Online Doctor Who was wracked with discord last week, when the TV Museum posted a 1981 corporate video for an Italian white goods retailer. In it, Jon Pertwee — in the Third Doctor’s customary frilly shirt and cloak — beams down from the ‘Planet Zanussi’ with vital information for its dealers on the company’s latest promotion. So far, so turgid.
Pertwee is joined by David Tate (Eddie the computer in The Hitchhiker’s Guide to the Galaxy) and Diana Weston (best known for ITV’s insufferably middle class, The Upper Hand). Tate does little but stand around looking a bit how viewers then might have remembered Nicholas Courtney to have looked, while Weston affects a breathless parody of a ‘Doctor Who girl’. ‘The Doctor’ also has a cute robot assistant™ . It looks like a Japanese toy shot in forced perspective, but in build quality it’s still a step or two up from K9.
But what is it that’s so objectionable (to some) about the video? Is it that Pertwee took the Zanussi shilling to flog washing machines? Is it that the Doctor has seemingly acquired wizard powers to make objects appear and disappear? (Odd, that an engineering company couldn’t knock off a sonic spanner, at least). No, it’s Pertwee’s last line. It’s a bit… ‘old school’ – enough that the video comes with a warning. I won’t repeat it here because we both know you’re going to click the link.
It’s kitchen appliances, so I was braced for a bit of period sexism: the sort of On the Buses, Are You Being Served? cheekiness that many can still laugh at when it’s locked safely in the past but that generally misfires in (post) modernity (as the failed 2016 reopening of Grace Brothers’ richly illustrated). Pertwee himself perpetrated enough of that in his early career: The Navy Lark, four Carry Ons, and so forth. I enjoy that era of comedy for all its faults. I love the early to mid-era Carry On films, I’ll chortle along with Frankie Howerd as he starts (but never finishes) his prologue in Up Pompeii!, and I’ll happily listen to Julian and Sandy embroider a web of gay innuendo on Round the Horne. None of that offends me, duckie — even with all the gender, race, and sexuality stereotypes they present — because while it’s reactionary and ignorant at times, I sense no real malice.
But this video really did take me aback, even with the warning. Not because the line at the end is intrinsically shocking but because it’s so unexpected and lands like a boulder in a puddle. There is no double about the entendre. In a clumsy attempt at cheeky humour, Pertwee delivers a line that could easily have been said by Robert Webb’s hapless doctor in my favourite Mitchell & Webb sketch, the 1970s Bawdy Hospital.
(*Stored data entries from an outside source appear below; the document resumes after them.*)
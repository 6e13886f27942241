// This Source Code Form is subject to the terms of the Mozilla Public
// License, v. 2.0. If a copy of the MPL was not distributed with this
// file, You can obtain one at http://mozilla.org/MPL/2.0/.

//! A cursor over the row-groups of a table sorted by some key columns.

use std::{cmp::Ordering, ops::Range};

use log::trace;

use super::{CalTableError, ColumnStore, DataType};

/// One key value of one row.
#[derive(Debug, Clone, PartialEq)]
enum SortValue {
    Int(i32),
    Float(f64),
    Str(String),
}

impl SortValue {
    fn compare(&self, other: &SortValue) -> Ordering {
        match (self, other) {
            (SortValue::Int(a), SortValue::Int(b)) => a.cmp(b),
            (SortValue::Float(a), SortValue::Float(b)) => a.total_cmp(b),
            (SortValue::Str(a), SortValue::Str(b)) => a.cmp(b),
            // Every row's n-th key comes from the same column, so mixed types
            // can't be compared against each other.
            _ => Ordering::Equal,
        }
    }
}

#[derive(Debug, Clone, Copy, PartialEq, Eq)]
enum Position {
    BeforeFirst,
    At(usize),
    PastLast,
}

/// The rows of a table, permuted into ascending order of the sort key and
/// partitioned into groups of rows with identical keys.
///
/// Sorting is stable, so rows with equal keys keep their storage order.
#[derive(Debug, Clone)]
pub struct GroupCursor {
    /// Row numbers of the table in sorted order.
    order: Vec<usize>,

    /// The ranges of `order` that make up each group.
    bounds: Vec<Range<usize>>,

    position: Position,
}

impl GroupCursor {
    /// Sort the rows of `store` by `sort_keys` (most significant first). Fails
    /// if a key column doesn't exist or holds array data.
    pub fn new<S: ColumnStore + ?Sized>(
        store: &S,
        sort_keys: &[&str],
    ) -> Result<GroupCursor, CalTableError> {
        let num_rows = store.num_rows();
        let mut keys: Vec<Vec<SortValue>> = vec![Vec::with_capacity(sort_keys.len()); num_rows];
        for &key in sort_keys {
            let values: Vec<SortValue> = match store.column_type(key) {
                Some(DataType::Int32) => store
                    .read_range::<i32>(key, 0..num_rows)?
                    .into_iter()
                    .map(SortValue::Int)
                    .collect(),
                Some(DataType::Float64) => store
                    .read_range::<f64>(key, 0..num_rows)?
                    .into_iter()
                    .map(SortValue::Float)
                    .collect(),
                Some(DataType::String) => store
                    .read_range::<String>(key, 0..num_rows)?
                    .into_iter()
                    .map(SortValue::Str)
                    .collect(),
                Some(other) => {
                    return Err(CalTableError::TableOpen {
                        table: store.name().to_string(),
                        reason: format!("can't sort by column '{key}' holding {other} data"),
                    })
                }
                None => {
                    return Err(CalTableError::TableOpen {
                        table: store.name().to_string(),
                        reason: format!("sort column '{key}' does not exist"),
                    })
                }
            };
            for (row_keys, value) in keys.iter_mut().zip(values) {
                row_keys.push(value);
            }
        }

        let compare = |a: &usize, b: &usize| -> Ordering {
            keys[*a]
                .iter()
                .zip(keys[*b].iter())
                .map(|(ka, kb)| ka.compare(kb))
                .find(|o| *o != Ordering::Equal)
                .unwrap_or(Ordering::Equal)
        };
        let mut order: Vec<usize> = (0..num_rows).collect();
        order.sort_by(compare);

        let mut bounds = vec![];
        let mut start = 0;
        for i in 1..=order.len() {
            if i == order.len() || compare(&order[i - 1], &order[i]) != Ordering::Equal {
                bounds.push(start..i);
                start = i;
            }
        }
        trace!(
            "Sorted {num_rows} rows by [{}] into {} groups",
            sort_keys.join(", "),
            bounds.len()
        );

        Ok(GroupCursor {
            order,
            bounds,
            position: Position::BeforeFirst,
        })
    }

    /// Move to the next group. Returns `false` (and stays past the last group)
    /// when there are no groups left.
    pub fn advance(&mut self) -> bool {
        let next = match self.position {
            Position::BeforeFirst => 0,
            Position::At(i) => i + 1,
            Position::PastLast => return false,
        };
        if next < self.bounds.len() {
            self.position = Position::At(next);
            true
        } else {
            self.position = Position::PastLast;
            false
        }
    }

    /// The range of the sorted row order occupied by the current group.
    pub fn current_group_row_range(&self) -> Option<Range<usize>> {
        match self.position {
            Position::At(i) => Some(self.bounds[i].clone()),
            _ => None,
        }
    }

    /// The table row numbers of the current group.
    pub fn current_rows(&self) -> Option<&[usize]> {
        self.current_group_row_range()
            .map(|range| &self.order[range])
    }

    pub fn group_index(&self) -> Option<usize> {
        match self.position {
            Position::At(i) => Some(i),
            _ => None,
        }
    }

    pub fn num_groups(&self) -> usize {
        self.bounds.len()
    }

    pub fn is_past_last(&self) -> bool {
        self.position == Position::PastLast
    }

    /// Go back to before the first group.
    pub fn reset(&mut self) {
        self.position = Position::BeforeFirst;
    }
}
So, my objection is not political but aesthetic. The line is a flailing, ungainly, ugly attempt to find a punchline for a tedious four-minute corporate with which Pertwee himself looks utterly bored (he gives the flat, joyless delivery of man imprisoned by a contractual duty). The classic comedies I list above operated in an arena of greater censorship. They made a virtue of the necessity of using innuendo and allusion and delighted in wordplay that was (to varying degrees) clever and inventive. Pertwee’s last line has all the wit and invention of a brickie hectoring women from his scaffolding. The line fails not least because the rest of the piece fails. It’s obviously intended as a send-up, but it doesn’t actually have any jokes. In fact, aside from Pertwee, the only thing that really tells you it’s a spoof is Weston’s simpering, girlish ‘but what is it, Doctor?’ performance. I wouldn’t be at all surprised if the writer wasn’t attempting to channel Kenny Everett’s Captain Kremmen and his pertly beknockered sidekick, Carla, but at least that had jokes.
Is the Zanussi film deeply offensive? Not to me. If it’s the most offensive thing you see today, you’re not paying attention to the world. Do I find it distasteful? Certainly. Surprising and disappointing, too. Of course, there are those who claim to be enraged by it, just as there are those who are offended that people are offended. I won’t join up in the culture wars here, except to note that those who cry ‘Snowflake’ seem generally to be white heterosexual men who bemoan political correctness from the position of not having spent decades being the butt of every joke on TV (and they’re not now, however much they squeal).
I dislike this Zanussi video not because it’s a reactionary relic but because I find it crass and ham-fisted. I won’t resort to the cliché of saying that ‘it’s worse than sexist, it’s not funny’ because self-evidently it is funny to many. But to me, it’s not only bad by our standards now; it’s bad by our standards then. Frankie Howerd wouldn’t have read such rubbish; Kenneth Williams would have turned his nose up at it. I think even Reg Varney would have told the writer where to get off. And I suspect that if he’d ever thought it would be seen by the wider public, Jon Pertwee would have rejected it, too.